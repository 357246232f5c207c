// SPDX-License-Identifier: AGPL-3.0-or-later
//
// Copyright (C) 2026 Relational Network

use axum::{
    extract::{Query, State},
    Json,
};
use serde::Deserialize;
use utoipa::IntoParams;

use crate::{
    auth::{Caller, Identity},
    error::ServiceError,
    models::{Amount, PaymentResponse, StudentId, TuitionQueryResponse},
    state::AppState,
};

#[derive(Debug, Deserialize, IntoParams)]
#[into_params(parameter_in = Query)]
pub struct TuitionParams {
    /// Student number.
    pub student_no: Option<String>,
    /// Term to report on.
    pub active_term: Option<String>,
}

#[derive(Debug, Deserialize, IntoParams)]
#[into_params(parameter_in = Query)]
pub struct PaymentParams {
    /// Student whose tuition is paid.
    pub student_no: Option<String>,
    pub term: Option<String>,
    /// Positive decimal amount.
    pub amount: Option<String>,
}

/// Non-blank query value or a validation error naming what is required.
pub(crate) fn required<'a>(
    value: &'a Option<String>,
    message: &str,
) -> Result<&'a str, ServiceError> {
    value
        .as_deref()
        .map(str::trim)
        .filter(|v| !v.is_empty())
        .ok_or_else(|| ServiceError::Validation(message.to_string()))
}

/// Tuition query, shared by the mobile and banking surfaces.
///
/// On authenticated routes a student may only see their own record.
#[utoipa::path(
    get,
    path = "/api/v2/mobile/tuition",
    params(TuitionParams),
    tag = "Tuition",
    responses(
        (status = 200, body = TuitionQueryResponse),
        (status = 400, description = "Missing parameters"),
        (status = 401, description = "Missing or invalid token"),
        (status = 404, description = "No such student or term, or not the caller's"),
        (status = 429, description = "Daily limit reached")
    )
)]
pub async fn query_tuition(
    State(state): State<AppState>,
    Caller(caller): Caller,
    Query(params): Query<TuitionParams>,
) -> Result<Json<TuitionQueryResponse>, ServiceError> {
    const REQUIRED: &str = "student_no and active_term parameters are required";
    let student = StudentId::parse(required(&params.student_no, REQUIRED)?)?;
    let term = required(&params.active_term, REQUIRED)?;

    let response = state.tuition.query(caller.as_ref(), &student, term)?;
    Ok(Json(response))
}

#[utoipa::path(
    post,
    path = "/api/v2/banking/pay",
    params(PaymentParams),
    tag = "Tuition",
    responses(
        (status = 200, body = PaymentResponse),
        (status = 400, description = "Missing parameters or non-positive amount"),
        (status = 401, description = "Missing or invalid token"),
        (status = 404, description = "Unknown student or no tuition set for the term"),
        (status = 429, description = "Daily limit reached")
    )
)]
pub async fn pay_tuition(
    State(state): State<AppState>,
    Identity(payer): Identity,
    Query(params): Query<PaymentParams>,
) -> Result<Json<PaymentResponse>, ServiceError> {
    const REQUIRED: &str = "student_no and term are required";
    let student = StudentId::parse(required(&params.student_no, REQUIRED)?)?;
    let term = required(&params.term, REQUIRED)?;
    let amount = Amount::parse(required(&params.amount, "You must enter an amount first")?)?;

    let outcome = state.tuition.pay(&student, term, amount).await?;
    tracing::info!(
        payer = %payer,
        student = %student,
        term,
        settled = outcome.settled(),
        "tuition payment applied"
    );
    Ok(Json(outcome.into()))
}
• • • • • • •
> _Exercise requirements_
Restate each of the records exactly, leaving nothing out.

> _Exercise answer_
repository 357246232f5c207c
// SPDX-License-Identifier: AGPL-3.0-or-later
//
// Copyright (C) 2026 Relational Network

use axum::{
    extract::{Query, State},
    Json,
};
use serde::Deserialize;
use utoipa::IntoParams;

use crate::{
    auth::{Caller, Identity},
    error::ServiceError,
    models::{Amount, PaymentResponse, StudentId, TuitionQueryResponse},
    state::AppState,
};

#[derive(Debug, Deserialize, IntoParams)]
#[into_params(parameter_in = Query)]
pub struct TuitionParams {
    /// Student number.
    pub student_no: Option<String>,
    /// Term to report on.
    pub active_term: Option<String>,
}

#[derive(Debug, Deserialize, IntoParams)]
#[into_params(parameter_in = Query)]
pub struct PaymentParams {
    /// Student whose tuition is paid.
    pub student_no: Option<String>,
    pub term: Option<String>,
    /// Positive decimal amount.
    pub amount: Option<String>,
}

/// Non-blank query value or a validation error naming what is required.
pub(crate) fn required<'a>(
    value: &'a Option<String>,
    message: &str,
) -> Result<&'a str, ServiceError> {
    value
        .as_deref()
        .map(str::trim)
        .filter(|v| !v.is_empty())
        .ok_or_else(|| ServiceError::Validation(message.to_string()))
}

/// Tuition query, shared by the mobile and banking surfaces.
///
/// On authenticated routes a student may only see their own record.
#[utoipa::path(
    get,
    path = "/api/v2/mobile/tuition",
    params(TuitionParams),
    tag = "Tuition",
    responses(
        (status = 200, body = TuitionQueryResponse),
        (status = 400, description = "Missing parameters"),
        (status = 401, description = "Missing or invalid token"),
        (status = 404, description = "No such student or term, or not the caller's"),
        (status = 429, description = "Daily limit reached")
    )
)]
pub async fn query_tuition(
    State(state): State<AppState>,
    Caller(caller): Caller,
    Query(params): Query<TuitionParams>,
) -> Result<Json<TuitionQueryResponse>, ServiceError> {
    const REQUIRED: &str = "student_no and active_term parameters are required";
    let student = StudentId::parse(required(&params.student_no, REQUIRED)?)?;
    let term = required(&params.active_term, REQUIRED)?;

    let response = state.tuition.query(caller.as_ref(), &student, term)?;
    Ok(Json(response))
}

#[utoipa::path(
    post,
    path = "/api/v2/banking/pay",
    params(PaymentParams),
    tag = "Tuition",
    responses(
        (status = 200, body = PaymentResponse),
        (status = 400, description = "Missing parameters or non-positive amount"),
        (status = 401, description = "Missing or invalid token"),
        (status = 404, description = "Unknown student or no tuition set for the term"),
        (status = 429, description = "Daily limit reached")
    )
)]
pub async fn pay_tuition(
    State(state): State<AppState>,
    Identity(payer): Identity,
    Query(params): Query<PaymentParams>,
) -> Result<Json<PaymentResponse>, ServiceError> {
    const REQUIRED: &str = "student_no and term are required";
    let student = StudentId::parse(required(&params.student_no, REQUIRED)?)?;
    let term = required(&params.term, REQUIRED)?;
    let amount = Amount::parse(required(&params.amount, "You must enter an amount first")?)?;

    let outcome = state.tuition.pay(&student, term, amount).await?;
    tracing::info!(
        payer = %payer,
        student = %student,
        term,
        settled = outcome.settled(),
        "tuition payment applied"
    );
    Ok(Json(outcome.into()))
}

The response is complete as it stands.